─── SOURCE INFORMATION
use analyzer_common::DetectorMode;
use clap::{Parser, Subcommand};
use std::path::PathBuf;

#[derive(Parser)]
#[command(name = "image-analyzer")]
#[command(about = "Image Analyzer - YOLO & OpenCV based image analysis client", long_about = None)]
#[command(version)]
pub struct Cli {
    #[command(subcommand)]
    pub command: Commands,

    /// 詳細ログを出力
    #[arg(short, long, global = true)]
    pub verbose: bool,

    /// バックエンドのベースURL（設定ファイル・環境変数より優先）
    #[arg(long, global = true)]
    pub base_url: Option<String>,
}

#[derive(Subcommand)]
pub enum Commands {
    /// 画像を1枚解析して検出結果を表示
    Analyze {
        /// 画像ファイルのパス
        #[arg(required = true)]
        file: PathBuf,

        /// 最小信頼度 (0.0-1.0、範囲外はクランプ)
        #[arg(long)]
        conf: Option<String>,

        /// 最大検出数 (1-3000、範囲外はクランプ)
        #[arg(long)]
        max_dets: Option<String>,

        /// 検出エンジン (auto/yolo/contour)
        #[arg(short, long)]
        detector: Option<DetectorMode>,
    },

    /// 解析履歴の操作
    History {
        #[command(subcommand)]
        action: HistoryAction,
    },

    /// 対話モード
    Shell,

    /// サーバーのバージョン・設定を表示
    Status,

    /// 設定を表示/編集
    Config {
        /// ベースURLを保存
        #[arg(long)]
        set_base_url: Option<String>,

        /// 設定を表示
        #[arg(long)]
        show: bool,
    },
}

#[derive(Subcommand)]
pub enum HistoryAction {
    /// 最近の解析を一覧表示
    List {
        /// 取得件数（省略時は設定値）
        #[arg(short, long)]
        limit: Option<usize>,
    },

    /// 1件の詳細を表示
    Show {
        #[arg(required = true)]
        id: String,
    },

    /// 1件削除（画像ファイルも削除される）
    Delete {
        #[arg(required = true)]
        id: String,

        /// 確認を省略
        #[arg(short, long)]
        yes: bool,
    },

    /// 全件削除
    Clear {
        /// 確認を省略
        #[arg(short, long)]
        yes: bool,
    },
}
──────
EXERCISE DESCRIPTION:
Your response should contain each line of the listing in which the word "String" occurs.

SOLUTION FOR THIS PROBLEM:
    pub base_url: Option<String>,
        conf: Option<String>,
        max_dets: Option<String>,
        set_base_url: Option<String>,
        id: String,
        id: String,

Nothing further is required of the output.